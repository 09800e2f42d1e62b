//! File attributes
//!
//! Filesystem metadata exposed for each entry. The store has no ownership or
//! permission data, so those are fixed.

use crate::listing::DirectoryEntry;

/// Directory type flag, as in `st_mode`
pub const S_IFDIR: u32 = 0o040000;

pub const FILE_PERMISSIONS: u32 = 0o644;
pub const DIR_PERMISSIONS: u32 = 0o755;

#[derive(Debug, Clone, Copy, PartialEq, Eq)]
pub struct FileAttributes {
    pub size: u64,
    pub permissions: u32,
    pub uid: u32,
    pub gid: u32,
    /// Seconds since the Unix epoch
    pub mtime: i64,
}

impl FileAttributes {
    pub fn is_dir(&self) -> bool {
        self.permissions & S_IFDIR != 0
    }
}

impl From<&DirectoryEntry> for FileAttributes {
    fn from(entry: &DirectoryEntry) -> Self {
        let permissions = if entry.is_directory {
            DIR_PERMISSIONS | S_IFDIR
        } else {
            FILE_PERMISSIONS
        };

        Self {
            size: entry.size,
            permissions,
            uid: 0,
            gid: 0,
            mtime: entry.modified_at.instant().timestamp(),
        }
    }
}

#[cfg(test)]
mod tests {
    use super::*;
    use crate::listing::ModTime;
    use chrono::{TimeZone, Utc};

    #[test]
    fn test_object_attributes() {
        let ts = Utc.with_ymd_and_hms(2024, 1, 1, 0, 0, 0).unwrap();
        let entry = DirectoryEntry {
            name: "docs/a.txt".into(),
            size: 10,
            modified_at: ModTime::Known(ts),
            is_directory: false,
        };

        let attrs = FileAttributes::from(&entry);
        assert_eq!(attrs.permissions, 0o644);
        assert!(!attrs.is_dir());
        assert_eq!(attrs.size, 10);
        assert_eq!(attrs.mtime, ts.timestamp());
        assert_eq!((attrs.uid, attrs.gid), (0, 0));
    }

    #[test]
    fn test_directory_attributes() {
        let entry = DirectoryEntry::directory("docs/", "/", Utc::now());
        let attrs = FileAttributes::from(&entry);

        assert_eq!(attrs.permissions, 0o755 | S_IFDIR);
        assert!(attrs.is_dir());
        assert_eq!(attrs.size, 0);
        assert_eq!((attrs.uid, attrs.gid), (0, 0));
    }
}
//! Configuration management for the RAX S3 gateway
//!
//! Everything here is loaded once at startup and handed to the components
//! that need it; nothing is read from ambient state afterwards.

use config::{Config, Environment, File, FileFormat, FileSourceFile};
use serde::Deserialize;
use std::collections::HashMap;
use std::path::Path;

use crate::error::ConfigError;

/// Complete gateway configuration
#[derive(Debug, Deserialize, Clone)]
pub struct GatewayConfig {
    pub server: ServerSettings,
    pub store: StoreSettings,

    /// Control protocol logins, username -> password
    #[serde(default)]
    pub users: HashMap<String, String>,
}

/// Control connection settings
#[derive(Debug, Deserialize, Clone)]
pub struct ServerSettings {
    /// IP address to bind the control listener
    /// Environment: RAX_GW__SERVER__BIND_ADDRESS
    pub bind_address: String,

    /// Port for the control listener
    /// Environment: RAX_GW__SERVER__CONTROL_PORT
    pub control_port: u16,

    /// Maximum concurrent client sessions
    pub max_clients: usize,

    /// Maximum command line length in bytes, CRLF included
    pub max_command_length: usize,

    #[serde(default = "default_greeting")]
    pub greeting: String,
}

/// Object store identity, fixed for the whole process
#[derive(Debug, Deserialize, Clone)]
pub struct StoreSettings {
    pub bucket: String,
    pub region: String,

    /// Custom S3-compatible endpoint; when unset the AWS endpoint for `region` is used
    #[serde(default)]
    pub endpoint: Option<String>,

    /// Shared credentials profile; when unset the default provider chain is used
    #[serde(default)]
    pub profile: Option<String>,

    #[serde(default)]
    pub path_style: bool,

    #[serde(default = "default_delimiter")]
    pub delimiter: String,
}

fn default_greeting() -> String {
    "RAX S3 gateway ready".to_string()
}

fn default_delimiter() -> String {
    "/".to_string()
}

impl GatewayConfig {
    /// Load configuration from config.toml with environment overrides
    pub fn load() -> Result<Self, ConfigError> {
        // Docker layout first, then the working directory
        let config_paths = ["rax-s3-gateway/config", "config"];

        let mut last_error = None;

        for config_path in config_paths {
            match Self::build(File::with_name(config_path)) {
                Ok(config) => return Ok(config),
                Err(ConfigError::Load(e)) => {
                    last_error = Some(e);
                    continue;
                }
                Err(e) => return Err(e),
            }
        }

        Err(ConfigError::Invalid(format!(
            "no usable config file, tried {:?}: {}",
            config_paths,
            last_error.map(|e| e.to_string()).unwrap_or_default()
        )))
    }

    /// Load configuration from an explicit file, still honoring environment overrides
    pub fn load_from(path: &Path) -> Result<Self, ConfigError> {
        Self::build(File::from(path))
    }

    fn build(file: File<FileSourceFile, FileFormat>) -> Result<Self, ConfigError> {
        let settings = Config::builder()
            .add_source(file)
            .add_source(Environment::with_prefix("RAX_GW").separator("__"))
            .build()?;

        let config: GatewayConfig = settings.try_deserialize()?;
        config.validate()?;
        Ok(config)
    }

    /// Validation for all configuration values
    fn validate(&self) -> Result<(), ConfigError> {
        if self.server.control_port == 0 {
            return Err(ConfigError::Invalid("control_port cannot be 0".into()));
        }

        if self.server.max_clients == 0 {
            return Err(ConfigError::Invalid(
                "max_clients must be greater than 0".into(),
            ));
        }

        if self.server.max_command_length == 0 {
            return Err(ConfigError::Invalid(
                "max_command_length must be greater than 0".into(),
            ));
        }

        if self.store.bucket.is_empty() {
            return Err(ConfigError::Invalid("store.bucket cannot be empty".into()));
        }

        if self.store.delimiter.is_empty() {
            return Err(ConfigError::Invalid(
                "store.delimiter cannot be empty".into(),
            ));
        }

        Ok(())
    }
}

impl ServerSettings {
    /// Get bind address and control port as socket address
    pub fn control_socket(&self) -> String {
        format!("{}:{}", self.bind_address, self.control_port)
    }
}

#[cfg(test)]
mod tests {
    use super::*;
    use std::io::Write;
    use tempfile::NamedTempFile;

    fn write_config(body: &str) -> NamedTempFile {
        let mut file = tempfile::Builder::new()
            .suffix(".toml")
            .tempfile()
            .unwrap();
        file.write_all(body.as_bytes()).unwrap();
        file
    }

    const VALID: &str = r#"
[server]
bind_address = "127.0.0.1"
control_port = 2121
max_clients = 4
max_command_length = 512

[store]
bucket = "nv-storage"
region = "eu-central-1"
profile = "nv"

[users]
alice = "alice123"
"#;

    #[test]
    fn test_load_valid_file() {
        let file = write_config(VALID);
        let config = GatewayConfig::load_from(file.path()).unwrap();

        assert_eq!(config.server.control_socket(), "127.0.0.1:2121");
        assert_eq!(config.server.greeting, "RAX S3 gateway ready");
        assert_eq!(config.store.bucket, "nv-storage");
        assert_eq!(config.store.delimiter, "/");
        assert_eq!(config.store.profile.as_deref(), Some("nv"));
        assert_eq!(config.store.endpoint, None);
        assert!(!config.store.path_style);
        assert_eq!(config.users.get("alice").map(String::as_str), Some("alice123"));
    }

    #[test]
    fn test_rejects_zero_port() {
        let file = write_config(&VALID.replace("control_port = 2121", "control_port = 0"));
        assert!(matches!(
            GatewayConfig::load_from(file.path()),
            Err(ConfigError::Invalid(_))
        ));
    }

    #[test]
    fn test_rejects_empty_bucket() {
        let file = write_config(&VALID.replace("\"nv-storage\"", "\"\""));
        assert!(matches!(
            GatewayConfig::load_from(file.path()),
            Err(ConfigError::Invalid(_))
        ));
    }

    #[test]
    fn test_missing_section_is_load_error() {
        let file = write_config("[server]\nbind_address = \"0.0.0.0\"\n");
        assert!(matches!(
            GatewayConfig::load_from(file.path()),
            Err(ConfigError::Load(_))
        ));
    }
}
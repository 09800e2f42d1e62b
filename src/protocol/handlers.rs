//! File handler capabilities
//!
//! The protocol front end consumes four capabilities: content reads, content
//! writes, mutating commands and metadata queries. [`Handlers`] bundles one
//! implementation of each.

use async_trait::async_trait;
use std::sync::Arc;
use tokio::io::{AsyncRead, AsyncWrite};

use crate::error::HandlerError;
use crate::listing::DirectoryEntry;
use crate::protocol::request::Request;

pub type ContentReader = Box<dyn AsyncRead + Send + Unpin>;
pub type ContentWriter = Box<dyn AsyncWrite + Send + Unpin>;

#[async_trait]
pub trait FileReader: Send + Sync {
    async fn file_read(&self, request: &Request) -> Result<ContentReader, HandlerError>;
}

#[async_trait]
pub trait FileWriter: Send + Sync {
    async fn file_write(&self, request: &Request) -> Result<ContentWriter, HandlerError>;
}

/// Rename, remove, mkdir and friends
#[async_trait]
pub trait FileCmder: Send + Sync {
    async fn file_cmd(&self, request: &Request) -> Result<(), HandlerError>;
}

/// `List` and `Stat`
#[async_trait]
pub trait FileLister: Send + Sync {
    async fn file_info(&self, request: &Request) -> Result<Vec<DirectoryEntry>, HandlerError>;
}

#[derive(Clone)]
pub struct Handlers {
    pub reader: Arc<dyn FileReader>,
    pub writer: Arc<dyn FileWriter>,
    pub cmder: Arc<dyn FileCmder>,
    pub lister: Arc<dyn FileLister>,
}

impl Handlers {
    /// Use one value for all four capabilities.
    pub fn from_single<H>(handler: Arc<H>) -> Self
    where
        H: FileReader + FileWriter + FileCmder + FileLister + 'static,
    {
        Self {
            reader: handler.clone(),
            writer: handler.clone(),
            cmder: handler.clone(),
            lister: handler,
        }
    }
}
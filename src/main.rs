//! RAX S3 Gateway - Entry Point
//!
//! Serves a read-only, directory-style view of an S3 bucket over a line-based
//! control protocol.

use log::{error, info};
use std::process::ExitCode;
use std::sync::Arc;

use rax_s3_gateway::storage::S3Store;
use rax_s3_gateway::{BucketHandler, DirectoryLister, GatewayConfig, Handlers, Server};

#[tokio::main]
async fn main() -> ExitCode {
    // Initialize the logger (env_logger picks up RUST_LOG environment variable)
    env_logger::init();

    info!("Launching RAX S3 gateway...");

    let config = match GatewayConfig::load() {
        Ok(config) => config,
        Err(e) => {
            error!("{}", e);
            return ExitCode::FAILURE;
        }
    };

    let store = match S3Store::from_settings(&config.store) {
        Ok(store) => Arc::new(store),
        Err(e) => {
            error!("{}", e);
            return ExitCode::FAILURE;
        }
    };

    let lister = DirectoryLister::new(store, config.store.delimiter.clone());
    let handlers = Handlers::from_single(Arc::new(BucketHandler::new(lister)));

    match Server::bind(config, handlers).await {
        Ok(server) => {
            server.start().await;
            ExitCode::SUCCESS
        }
        Err(_) => ExitCode::FAILURE,
    }
}
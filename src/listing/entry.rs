//! Directory entries
//!
//! Value types describing one node of the virtual filesystem built on top of
//! a flat key space.

use chrono::{DateTime, Utc};

use crate::storage::StoredObject;

/// Modification time of an entry.
///
/// The store only timestamps concrete objects. Synthetic directories get the
/// wall-clock time at listing, flagged as approximate.
#[derive(Debug, Clone, Copy, PartialEq, Eq)]
pub enum ModTime {
    Known(DateTime<Utc>),
    Approximate(DateTime<Utc>),
}

impl ModTime {
    pub fn instant(&self) -> DateTime<Utc> {
        match self {
            ModTime::Known(ts) | ModTime::Approximate(ts) => *ts,
        }
    }

    pub fn is_known(&self) -> bool {
        matches!(self, ModTime::Known(_))
    }
}

/// One visible node: either a delimiter-grouped prefix or a concrete object.
#[derive(Debug, Clone, PartialEq, Eq)]
pub struct DirectoryEntry {
    pub name: String,
    pub size: u64,
    pub modified_at: ModTime,
    pub is_directory: bool,
}

impl DirectoryEntry {
    /// Entry for a common prefix. Exactly one trailing delimiter is stripped,
    /// so `a//` names the directory `a/`, distinct from its parent `a`.
    pub fn directory(prefix: &str, delimiter: &str, now: DateTime<Utc>) -> Self {
        let name = if delimiter.is_empty() {
            prefix
        } else {
            prefix.strip_suffix(delimiter).unwrap_or(prefix)
        };

        Self {
            name: name.to_string(),
            size: 0,
            modified_at: ModTime::Approximate(now),
            is_directory: true,
        }
    }

    /// Entry for a concrete object; key, size and timestamp are taken as-is.
    pub fn object(object: StoredObject) -> Self {
        Self {
            name: object.key,
            size: object.size,
            modified_at: ModTime::Known(object.last_modified),
            is_directory: false,
        }
    }
}
//! Object store backends
//!
//! Defines the listing capability the gateway needs from a store and the
//! backends that provide it.

pub mod backend;
pub mod memory;
pub mod s3;

pub use backend::{ListingRequest, ObjectStore, StoreResponse, StoredObject};
pub use memory::MemoryStore;
pub use self::s3::S3Store;
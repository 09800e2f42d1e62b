use log::{error, info, warn};
use std::net::SocketAddr;
use std::sync::Arc;
use tokio::io::AsyncWriteExt;
use tokio::net::{TcpListener, TcpStream};
use tokio::sync::Mutex;

use crate::client::{SessionRegistry, handle_client};
use crate::config::GatewayConfig;
use crate::protocol::Handlers;
use crate::protocol::responses::{self, format_response};

pub struct Server {
    registry: Arc<Mutex<SessionRegistry>>,
    listener: TcpListener,
    handlers: Handlers,
    config: Arc<GatewayConfig>,
}

impl Server {
    /// Bind the control listener. The handler set is shared by every session.
    pub async fn bind(config: GatewayConfig, handlers: Handlers) -> std::io::Result<Self> {
        let socket = config.server.control_socket();
        let listener = TcpListener::bind(&socket).await.inspect_err(|e| {
            error!("Failed to bind to {}: {}", socket, e);
        })?;
        info!("Server bound to {}", listener.local_addr()?);

        Ok(Self {
            registry: Arc::new(Mutex::new(SessionRegistry::new(config.server.max_clients))),
            listener,
            handlers,
            config: Arc::new(config),
        })
    }

    pub fn local_addr(&self) -> std::io::Result<SocketAddr> {
        self.listener.local_addr()
    }

    pub async fn start(&self) {
        info!(
            "Starting RAX S3 gateway for bucket {} (max {} clients)",
            self.config.store.bucket, self.config.server.max_clients
        );

        loop {
            match self.listener.accept().await {
                Ok((stream, addr)) => {
                    let registry = Arc::clone(&self.registry);
                    let handlers = self.handlers.clone();
                    let config = Arc::clone(&self.config);

                    // Spawn a task for each client so accept loop doesn't block
                    tokio::spawn(async move {
                        if let Err(e) =
                            handle_new_client(stream, addr, registry, handlers, config).await
                        {
                            warn!("Failed to handle client {}: {}", addr, e);
                        }
                    });
                }
                Err(e) => {
                    error!("Error accepting connection: {}", e);
                }
            }
        }
    }
}

/// Registers the client, runs its session and always unregisters it afterwards.
async fn handle_new_client(
    mut stream: TcpStream,
    client_addr: SocketAddr,
    registry: Arc<Mutex<SessionRegistry>>,
    handlers: Handlers,
    config: Arc<GatewayConfig>,
) -> std::io::Result<()> {
    {
        let mut sessions = registry.lock().await;
        if !sessions.try_register(client_addr) {
            warn!("Rejecting {}: {} sessions active", client_addr, sessions.len());
            drop(sessions);
            stream
                .write_all(
                    format_response(
                        responses::SERVICE_UNAVAILABLE,
                        "Too many connections. Try again later.",
                    )
                    .as_bytes(),
                )
                .await?;
            return stream.shutdown().await;
        }
        info!(
            "Accepted client {} ({}/{} clients)",
            client_addr,
            sessions.len(),
            sessions.capacity()
        );
    }

    let result = handle_client(stream, client_addr, handlers, config).await;

    if let Some(duration) = registry.lock().await.remove(&client_addr) {
        info!(
            "Client {} disconnected after {:.1}s",
            client_addr,
            duration.as_secs_f64()
        );
    }

    result
}
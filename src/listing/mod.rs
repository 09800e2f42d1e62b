//! Listing layer
//!
//! Translates delimiter-scoped object store listings into directory entries.

pub mod entry;
pub mod lister;

pub use entry::{DirectoryEntry, ModTime};
pub use lister::{DirectoryLister, ROOT_MARKER};
//! Session registry
//!
//! Tracks which peers currently hold a control session so the server can
//! enforce `max_clients`.

use std::collections::HashMap;
use std::net::SocketAddr;
use std::time::Instant;

pub struct SessionRegistry {
    sessions: HashMap<SocketAddr, Instant>,
    max_sessions: usize,
}

impl SessionRegistry {
    pub fn new(max_sessions: usize) -> Self {
        Self {
            sessions: HashMap::new(),
            max_sessions,
        }
    }

    /// Register `addr`; returns false when the registry is full.
    pub fn try_register(&mut self, addr: SocketAddr) -> bool {
        if self.sessions.len() >= self.max_sessions && !self.sessions.contains_key(&addr) {
            return false;
        }
        self.sessions.insert(addr, Instant::now());
        true
    }

    /// Remove `addr`, returning how long its session lasted.
    pub fn remove(&mut self, addr: &SocketAddr) -> Option<std::time::Duration> {
        self.sessions.remove(addr).map(|since| since.elapsed())
    }

    pub fn len(&self) -> usize {
        self.sessions.len()
    }

    pub fn is_empty(&self) -> bool {
        self.sessions.is_empty()
    }

    pub fn capacity(&self) -> usize {
        self.max_sessions
    }
}
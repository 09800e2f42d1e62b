pub mod auth;
pub mod client;
pub mod config;
pub mod error;
pub mod listing;
pub mod protocol;
pub mod server;
pub mod storage;

pub use self::config::GatewayConfig;
pub use listing::{DirectoryEntry, DirectoryLister, ModTime};
pub use protocol::{BucketHandler, Handlers};
pub use server::Server;
#[derive(Debug, Clone, PartialEq)]
pub enum Value {
    Null,
    Text(String),
    Number(f64),
}

impl Value {
    pub fn from_json(value: &serde_json::Value) -> Self {
        match value {
            serde_json::Value::Null => Self::Null,
            serde_json::Value::String(text) => Self::Text(text.clone()),
            serde_json::Value::Number(number) => {
                number.as_f64().map(Self::Number).unwrap_or(Self::Null)
            }
            serde_json::Value::Bool(flag) => Self::Text(flag.to_string()),
            other => Self::Text(other.to_string()),
        }
    }

    pub fn as_str(&self) -> Option<&str> {
        match self {
            Self::Text(text) => Some(text),
            _ => None,
        }
    }

    pub fn as_f64(&self) -> Option<f64> {
        match self {
            Self::Number(number) => Some(*number),
            Self::Text(text) => text.trim().parse::<f64>().ok(),
            Self::Null => None,
        }
    }

    pub fn label(&self) -> String {
        match self {
            Self::Null => String::new(),
            Self::Text(text) => text.clone(),
            Self::Number(number) => number.to_string(),
        }
    }
}

impl From<&str> for Value {
    fn from(text: &str) -> Self {
        Self::Text(text.to_string())
    }
}

impl From<String> for Value {
    fn from(text: String) -> Self {
        Self::Text(text)
    }
}

impl From<f64> for Value {
    fn from(number: f64) -> Self {
        Self::Number(number)
    }
}

#[derive(Debug, Clone, Copy, PartialEq, Eq)]
pub enum ColumnKind {
    Text,
    Numeric,
}

#[derive(Debug, Clone, PartialEq)]
pub struct Column {
    pub name: String,
    pub kind: ColumnKind,
}

impl Column {
    pub fn text(name: &str) -> Self {
        Self {
            name: name.to_string(),
            kind: ColumnKind::Text,
        }
    }

    pub fn numeric(name: &str) -> Self {
        Self {
            name: name.to_string(),
            kind: ColumnKind::Numeric,
        }
    }

    pub fn is_numeric(&self) -> bool {
        self.kind == ColumnKind::Numeric
    }
}

#[derive(Debug, Clone, Default, PartialEq)]
pub struct Table {
    columns: Vec<Column>,
    rows: Vec<Vec<Value>>,
}

impl Table {
    pub fn new(columns: Vec<Column>) -> Self {
        Self {
            columns,
            rows: Vec::new(),
        }
    }

    pub fn columns(&self) -> &[Column] {
        &self.columns
    }

    pub fn column_names(&self) -> Vec<&str> {
        self.columns.iter().map(|column| column.name.as_str()).collect()
    }

    pub fn column_index(&self, name: &str) -> Option<usize> {
        self.columns.iter().position(|column| column.name == name)
    }

    pub fn rows(&self) -> &[Vec<Value>] {
        &self.rows
    }

    pub fn len(&self) -> usize {
        self.rows.len()
    }

    pub fn is_empty(&self) -> bool {
        self.rows.is_empty()
    }

    pub fn push_row(&mut self, row: Vec<Value>) {
        debug_assert_eq!(row.len(), self.columns.len(), "row width must match schema");
        self.rows.push(row);
    }

    #[cfg(test)]
    pub fn get(&self, row: usize, name: &str) -> Option<&Value> {
        let index = self.column_index(name)?;
        self.rows.get(row).map(|values| &values[index])
    }

    /// Sets `name` to `value` on every row, appending the column if absent.
    pub fn stamp_column(&mut self, column: Column, value: Value) {
        match self.column_index(&column.name) {
            Some(index) => {
                self.columns[index].kind = column.kind;
                for row in &mut self.rows {
                    row[index] = value.clone();
                }
            }
            None => {
                self.columns.push(column);
                for row in &mut self.rows {
                    row.push(value.clone());
                }
            }
        }
    }

    /// Numeric view of a column; nulls and unparseable text read as NaN.
    pub fn numeric_values(&self, name: &str) -> Option<Vec<f64>> {
        let index = self.column_index(name)?;
        Some(
            self.rows
                .iter()
                .map(|row| row[index].as_f64().unwrap_or(f64::NAN))
                .collect(),
        )
    }

    pub fn set_numeric_values(&mut self, name: &str, values: &[f64]) -> bool {
        let Some(index) = self.column_index(name) else {
            return false;
        };
        self.columns[index].kind = ColumnKind::Numeric;
        for (row, value) in self.rows.iter_mut().zip(values) {
            row[index] = Value::Number(*value);
        }
        true
    }

    pub fn max_of(&self, name: &str) -> Option<f64> {
        self.numeric_values(name)?
            .into_iter()
            .filter(|value| !value.is_nan())
            .reduce(f64::max)
    }

    /// Replaces NaN and null cells of numeric columns with 0, returning how many changed.
    pub fn fill_missing_numeric(&mut self) -> usize {
        let numeric = self
            .columns
            .iter()
            .enumerate()
            .filter(|(_, column)| column.is_numeric())
            .map(|(index, _)| index)
            .collect::<Vec<_>>();

        let mut replaced = 0;
        for row in &mut self.rows {
            for index in &numeric {
                let missing = match &row[*index] {
                    Value::Null => true,
                    Value::Number(number) => number.is_nan(),
                    Value::Text(_) => false,
                };
                if missing {
                    row[*index] = Value::Number(0.0);
                    replaced += 1;
                }
            }
        }
        replaced
    }

    pub fn select(&self, names: &[&str]) -> Table {
        let indices = names
            .iter()
            .filter_map(|name| self.column_index(name))
            .collect::<Vec<_>>();
        Table {
            columns: indices.iter().map(|index| self.columns[*index].clone()).collect(),
            rows: self
                .rows
                .iter()
                .map(|row| indices.iter().map(|index| row[*index].clone()).collect())
                .collect(),
        }
    }
}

..........

Return each line among the entries that holds the word "capabilities".

== WRITTEN ANSWER ==
//! File handler capabilities
//! The protocol front end consumes four capabilities: content reads, content
    /// Use one value for all four capabilities.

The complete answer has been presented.